Por Carlos E. C. de Paula


   A boa-fé objetiva é um importante princípio fundamental dos contratos, sem o qual o pressuposto da probidade, ou seja, a conduta que abraça a retidão, honestidade e lealdade estariam comprometidos e, por consequência, o próprio negócio jurídico. Essa é a razão pela qual o art. 422 do Código Civil preceitua: “Os contratantes são obrigados a guardar, assim na conclusão do contrato, como em sua execução, os princípios de probidade e boa-fé” (grifo meu).

   Fica evidente que a boa-fé objetiva impõe um certo padrão de conduta, transformando esse fundamental princípio geral do direito em uma cláusula geral dos contratos e, por conseguinte, fonte de direito e de obrigações.

   A relevância desse princípio é tamanha que, para um entendimento eficaz de seu alcance, faz-se necessário biparti-la em boa-fé subjetiva e boa-fé objetiva. Enquanto a primeira exprime suas concepções psicológicas, a segunda retrata sua realidade prática, ética. Dessa forma, a boa-fé objetiva precisa, ainda, ser entendia sob quatro aspectos, a saber: Venire contra factum proprium, Suppressio, Surrectio e Tu quoque.

   Venire contra factum proprium, expressão cuja tradução se aproxima de “vir contra seus próprios atos”, em outras palavras, refere-se à proteção de uma parte contra aquela que age em contradição ao seu próprio comportamento assumido anteriormente, algo completamente diferente daquilo que se poderia razoavelmente esperar. Essa situação pode ser exemplificada com o caso do credor que concordou, durante a execução de prestações periódicas, com o pagamento em tempo e lugar diferente do acordado em contrato. Este, não poderá posteriormente exigir do credor a literalidade do contrato.

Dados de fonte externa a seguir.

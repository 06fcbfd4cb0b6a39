//! # tally-core: Pure Business Logic for Tally POS
//!
//! This crate is the **heart** of the checkout and order-settlement engine.
//! It contains all business logic as pure functions with zero I/O
//! dependencies.
//!
//! ## Architecture Position
//! ```text
//! ┌─────────────────────────────────────────────────────────────────────────┐
//! │                      Tally POS Architecture                             │
//! │                                                                         │
//! │  ┌─────────────────────────────────────────────────────────────────┐   │
//! │  │                   Till / Back-Office UI                         │   │
//! │  │     Cart entry ──► Tender screen ──► Submit ──► Receipt        │   │
//! │  └─────────────────────────────┬───────────────────────────────────┘   │
//! │                                │                                        │
//! │  ┌─────────────────────────────▼───────────────────────────────────┐   │
//! │  │               ★ tally-core (THIS CRATE) ★                       │   │
//! │  │                                                                 │   │
//! │  │  ┌─────────┐ ┌──────────┐ ┌────────────┐ ┌────────┐           │   │
//! │  │  │ pricing │ │ cashback │ │ settlement │ │ credit │           │   │
//! │  │  └────┬────┘ └────┬─────┘ └─────┬──────┘ └───┬────┘           │   │
//! │  │       └───────────┴───────┬─────┴─────────────┘                │   │
//! │  │                           ▼                                    │   │
//! │  │                      assembler ──► Order                       │   │
//! │  │                           │                                    │   │
//! │  │                      lifecycle (status machine)                │   │
//! │  │                                                                 │   │
//! │  │   NO I/O • NO DATABASE • NO NETWORK • PURE FUNCTIONS           │   │
//! │  └─────────────────────────────┬───────────────────────────────────┘   │
//! │                                │                                        │
//! │  ┌─────────────────────────────▼───────────────────────────────────┐   │
//! │  │   tally-db (draft store)         tally-submit (orchestrator)    │   │
//! │  └─────────────────────────────────────────────────────────────────┘   │
//! └─────────────────────────────────────────────────────────────────────────┘
//! ```
//!
//! ## Modules
//!
//! - [`types`] - Domain types (CartLine, Buyer, PayerIdentity, etc.)
//! - [`money`] - Integer money type and half-up discount arithmetic
//! - [`order`] - Order header, settlement figures, status vocabulary
//! - [`pricing`] - Tier price resolution and gift flagging
//! - [`cashback`] - Guide commission differential
//! - [`settlement`] - Payment reconciliation
//! - [`credit`] - Credit eligibility guard
//! - [`lifecycle`] - Order status state machine
//! - [`assembler`] - The single convergence point of all business rules
//! - [`validation`] - Input validation
//! - [`error`] - Domain error types
//!
//! ## Design Principles
//!
//! 1. **Pure Functions**: Every function is deterministic given its inputs
//!    (order-number generation reads the clock, nothing else does)
//! 2. **No I/O**: Database, network, file system access is FORBIDDEN here
//! 3. **Integer Money**: Whole currency units in i64, round-half-up where
//!    fractions can arise
//! 4. **Explicit Errors**: All errors are typed, never strings or panics
//! 5. **No ambient state**: buyer and payer identity are explicit arguments
//!    everywhere
//!
//! ## Example Usage
//!
//! ```rust
//! use tally_core::money::Money;
//! use tally_core::settlement::reconcile;
//! use tally_core::types::PaymentMethod;
//!
//! // A 240-unit order paid 100 in cash leaves a 140 receivable
//! let s = reconcile(Money::from_units(240), Money::from_units(100), PaymentMethod::Cash);
//! assert_eq!(s.credit_amount.units(), 140);
//! ```

// =============================================================================
// Module Declarations
// =============================================================================

pub mod assembler;
pub mod cashback;
pub mod credit;
pub mod error;
pub mod lifecycle;
pub mod money;
pub mod order;
pub mod pricing;
pub mod settlement;
pub mod types;
pub mod validation;

// =============================================================================
// Re-exports for Convenience
// =============================================================================
// These allow users to do `use tally_core::Money` instead of
// `use tally_core::money::Money`

pub use assembler::{assemble, CheckoutRequest};
pub use error::{CoreError, CoreResult, ValidationError};
pub use money::{DiscountRate, Money};
pub use order::{generate_order_number, Order, OrderStatus, OrderTotals, Settlement};
pub use types::*;

// =============================================================================
// Crate-Level Constants
// =============================================================================

/// Maximum lines allowed in a single order
///
/// ## Business Reason
/// Prevents runaway carts and ensures reasonable transaction sizes.
/// Can be made configurable per-store in future versions.
pub const MAX_ORDER_LINES: usize = 100;

/// Maximum quantity of a single line
///
/// ## Business Reason
/// Prevents accidental over-ordering (e.g., typing 1000 instead of 10).
/// Configurable per-store in future versions.
pub const MAX_LINE_QUANTITY: i64 = 999;
//! # Pricing Resolver
//!
//! Picks the applicable unit price for a cart line from its tier list and
//! flags gift lines.
//!
//! ## Tier Selection
//! ```text
//! ┌─────────────────────────────────────────────────────────────────────────┐
//! │                     Tier Selection Order                                │
//! │                                                                         │
//! │  1. Dealer price   ← only Dealer buyers, or Guide buyers on SelfPay    │
//! │  2. Member price                                                        │
//! │  3. Store price                                                         │
//! │  4. Base price     ← used even when zero if nothing else is offered    │
//! │                                                                         │
//! │  The first tier with a strictly positive value wins. An operator       │
//! │  gift flag overrides the outcome and forces the billed price to 0.     │
//! └─────────────────────────────────────────────────────────────────────────┘
//! ```
//!
//! Pure function of its inputs; no side effects, no ambient session state.

use crate::money::Money;
use crate::types::{Buyer, CartLine, GiftReason, PayerIdentity, PriceTier, PricedLine, RoleClass};

/// Whether this buyer/payer combination may be billed at the dealer tier.
///
/// Dealers always qualify. Guides qualify only when paying for themselves;
/// a guest paying on a guide's account is billed like a retail customer
/// (the guide earns the differential as cashback instead).
pub fn dealer_tier_eligible(buyer: &Buyer, payer_identity: PayerIdentity) -> bool {
    match buyer.role_class {
        RoleClass::Dealer => true,
        RoleClass::Guide => payer_identity == PayerIdentity::SelfPay,
        RoleClass::Ordinary => false,
    }
}

/// The dealer-tier unit price for a line, independent of which tier ends up
/// billed.
///
/// The catalog's explicit dealer price wins when positive. When the catalog
/// carries none, the buyer's dealer discount rate (if any) is applied to the
/// reference price, rounded half-up. Zero means "no dealer price exists".
pub fn dealer_tier_price(line: &CartLine, buyer: &Buyer) -> Money {
    if line.tiers.dealer.is_positive() {
        return line.tiers.dealer;
    }
    match buyer.discount_rate {
        Some(rate) => rate.apply(line.tiers.reference_price()),
        None => Money::zero(),
    }
}

/// Resolves a cart line into a priced line for the given buyer and payer.
///
/// ## Resolution Steps
/// 1. Walk the tier order and pick the first strictly positive price
///    (dealer tier only when eligible); fall back to the base price even
///    if it is zero.
/// 2. Force the billed price to 0 when the operator flagged a gift.
/// 3. Derive the gift cause: explicit flag, or a zero billed price against
///    a non-zero reference price.
/// 4. Compute subtotal and discount; the discount never goes negative.
pub fn resolve(line: &CartLine, buyer: &Buyer, payer_identity: PayerIdentity) -> PricedLine {
    let original_unit_price = line.tiers.reference_price();

    let mut candidates: Vec<(PriceTier, Money)> = Vec::with_capacity(4);
    if dealer_tier_eligible(buyer, payer_identity) {
        candidates.push((PriceTier::Dealer, dealer_tier_price(line, buyer)));
    }
    candidates.push((PriceTier::Member, line.tiers.member));
    candidates.push((PriceTier::Store, line.tiers.store));
    candidates.push((PriceTier::Base, line.tiers.base));

    let (chosen_tier, tier_price) = candidates
        .into_iter()
        .find(|(_, price)| price.is_positive())
        // No tier offered a positive price: bill the base price as-is.
        .unwrap_or((PriceTier::Base, line.tiers.base));

    let chosen_unit_price = if line.explicit_gift {
        Money::zero()
    } else {
        tier_price
    };

    let gift = if line.explicit_gift {
        Some(GiftReason::Explicit)
    } else if chosen_unit_price.is_zero() && original_unit_price.is_positive() {
        Some(GiftReason::ZeroTierPrice)
    } else {
        None
    };

    let line_subtotal = chosen_unit_price.multiply_quantity(line.quantity);
    let line_discount = if gift.is_some() {
        original_unit_price.multiply_quantity(line.quantity)
    } else {
        (original_unit_price - chosen_unit_price)
            .multiply_quantity(line.quantity)
            .clamp_non_negative()
    };

    PricedLine {
        catalog_item_id: line.catalog_item_id.clone(),
        name: line.name.clone(),
        quantity: line.quantity,
        original_unit_price,
        chosen_unit_price,
        chosen_tier,
        gift,
        line_subtotal,
        line_discount,
    }
}

// =============================================================================
// Unit Tests
// =============================================================================

#[cfg(test)]
mod tests {
    use super::*;
    use crate::money::DiscountRate;
    use crate::types::PriceTiers;

    fn buyer(role: RoleClass) -> Buyer {
        Buyer {
            id: "buyer-1".to_string(),
            role_class: role,
            discount_rate: None,
            self_credit_allowed: false,
            guest_credit_allowed: false,
            contact_address: None,
            contact_phone: None,
        }
    }

    fn line(tiers: PriceTiers) -> CartLine {
        CartLine {
            catalog_item_id: "item-1".to_string(),
            name: "Item 1".to_string(),
            quantity: 2,
            tiers,
            explicit_gift: false,
        }
    }

    #[test]
    fn test_ordinary_buyer_skips_dealer_tier() {
        let line = line(PriceTiers {
            dealer: Money::from_units(80),
            member: Money::from_units(90),
            store: Money::from_units(100),
            base: Money::from_units(110),
        });

        let priced = resolve(&line, &buyer(RoleClass::Ordinary), PayerIdentity::SelfPay);
        assert_eq!(priced.chosen_tier, PriceTier::Member);
        assert_eq!(priced.chosen_unit_price.units(), 90);
        assert_eq!(priced.original_unit_price.units(), 100);
        assert_eq!(priced.line_subtotal.units(), 180);
        assert_eq!(priced.line_discount.units(), 20);
        assert!(!priced.is_gift());
    }

    #[test]
    fn test_dealer_buyer_gets_dealer_tier() {
        let line = line(PriceTiers {
            dealer: Money::from_units(80),
            member: Money::from_units(90),
            store: Money::from_units(100),
            base: Money::from_units(110),
        });

        let priced = resolve(&line, &buyer(RoleClass::Dealer), PayerIdentity::GuestPay);
        assert_eq!(priced.chosen_tier, PriceTier::Dealer);
        assert_eq!(priced.chosen_unit_price.units(), 80);
    }

    #[test]
    fn test_guide_dealer_tier_only_on_self_pay() {
        let tiers = PriceTiers {
            dealer: Money::from_units(80),
            store: Money::from_units(100),
            base: Money::from_units(110),
            ..PriceTiers::default()
        };

        let self_pay = resolve(&line(tiers), &buyer(RoleClass::Guide), PayerIdentity::SelfPay);
        assert_eq!(self_pay.chosen_tier, PriceTier::Dealer);

        let guest_pay = resolve(&line(tiers), &buyer(RoleClass::Guide), PayerIdentity::GuestPay);
        assert_eq!(guest_pay.chosen_tier, PriceTier::Store);
    }

    #[test]
    fn test_dealer_price_derived_from_discount_rate() {
        let mut dealer = buyer(RoleClass::Dealer);
        dealer.discount_rate = Some(DiscountRate::from_bps(8500));

        // No explicit dealer tier in the catalog
        let line = line(PriceTiers {
            store: Money::from_units(100),
            base: Money::from_units(110),
            ..PriceTiers::default()
        });

        let priced = resolve(&line, &dealer, PayerIdentity::SelfPay);
        assert_eq!(priced.chosen_tier, PriceTier::Dealer);
        assert_eq!(priced.chosen_unit_price.units(), 85);
    }

    #[test]
    fn test_base_price_used_when_only_tier() {
        let line = line(PriceTiers {
            base: Money::from_units(100),
            ..PriceTiers::default()
        });

        let priced = resolve(&line, &buyer(RoleClass::Ordinary), PayerIdentity::SelfPay);
        assert_eq!(priced.chosen_tier, PriceTier::Base);
        assert_eq!(priced.chosen_unit_price.units(), 100);
        // Reference falls back to base, so no discount is recorded
        assert_eq!(priced.line_discount.units(), 0);
    }

    #[test]
    fn test_all_tiers_zero_is_not_a_gift() {
        let line = line(PriceTiers::default());

        let priced = resolve(&line, &buyer(RoleClass::Ordinary), PayerIdentity::SelfPay);
        assert_eq!(priced.chosen_unit_price.units(), 0);
        assert_eq!(priced.chosen_tier, PriceTier::Base);
        // A legitimately free catalog item is not a promotional gift
        assert!(!priced.is_gift());
        assert_eq!(priced.line_discount.units(), 0);
    }

    #[test]
    fn test_zero_tier_with_nonzero_reference_is_gift() {
        // Store price exists, but the operator's catalog resolved the member
        // tier to zero and everything below it too, except the reference.
        let line = CartLine {
            catalog_item_id: "item-1".to_string(),
            name: "Item 1".to_string(),
            quantity: 1,
            tiers: PriceTiers {
                store: Money::from_units(50),
                ..PriceTiers::default()
            },
            explicit_gift: false,
        };

        let priced = resolve(&line, &buyer(RoleClass::Ordinary), PayerIdentity::SelfPay);
        // Store is positive so it gets billed; not a gift
        assert_eq!(priced.chosen_unit_price.units(), 50);
        assert!(!priced.is_gift());
    }

    #[test]
    fn test_explicit_gift_forces_zero_price() {
        let line = CartLine {
            catalog_item_id: "item-1".to_string(),
            name: "Item 1".to_string(),
            quantity: 1,
            tiers: PriceTiers {
                base: Money::from_units(50),
                ..PriceTiers::default()
            },
            explicit_gift: true,
        };

        let priced = resolve(&line, &buyer(RoleClass::Ordinary), PayerIdentity::SelfPay);
        assert_eq!(priced.chosen_unit_price.units(), 0);
        assert_eq!(priced.gift, Some(GiftReason::Explicit));
        assert_eq!(priced.line_subtotal.units(), 0);
        assert_eq!(priced.line_discount.units(), 50);
    }

    #[test]
    fn test_line_discount_never_negative() {
        // Member price above the store reference: discount clamps at zero
        let line = line(PriceTiers {
            member: Money::from_units(120),
            store: Money::from_units(100),
            base: Money::from_units(110),
            ..PriceTiers::default()
        });

        let priced = resolve(&line, &buyer(RoleClass::Ordinary), PayerIdentity::SelfPay);
        assert_eq!(priced.chosen_unit_price.units(), 120);
        assert_eq!(priced.line_discount.units(), 0);
    }
}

   Já o suppressio e surrectio representam, respectivamente, ao direito que exercido durante determinado lapso de tempo não poderá mais sê-lo, por contrariar a boa-fé e, em sentido oposto, o surgimento de um direito em razão da continuada prática de certos atos. Estes, podem ser reconhecidos, tomando novamente o exemplo supracitado: Existia um pagamento periódico, ajustado em contrato, com tempo e lugar específicos. Porém, o credor aceitou, tacitamente, a mudança de data dos pagamentos. Havendo o pagamento reiterado por períodos consideráveis ocorre o suppressio do direito firmado em contrato, isto é, a supressão de uma obrigação contratual e, por outro lado, o nascimento de um direito em razão da continuada prática. É notório que, enquanto ocorre o suppressio para uma parte, sucede o surrectio para a outra.

   Finalmente, o chamado tu quoque diz respeito a proibição de que uma pessoa faça contra outra o que não faria contra si mesma, fundado na aplicação do princípio inspirador da exceptio non adimpleti contractus.

   A luz do Código de Defesa do Consumidor, a boa-fé é tratada como indispensável princípio a ser praticado, o qual é fator determinante para a harmonização dos interesses das partes em uma relação de consumo (art. 4º, III) e, também, como parâmetro regulador da definição de abusividade das cláusulas (art. 51, IV).

   Em suma, podemos inferir que o princípio da boa-fé objetiva impõe às partes um certo padrão de conduta, o de agir com retidão, honestidade e lealdade. Harmoniza os interesses e regula possíveis abusividades.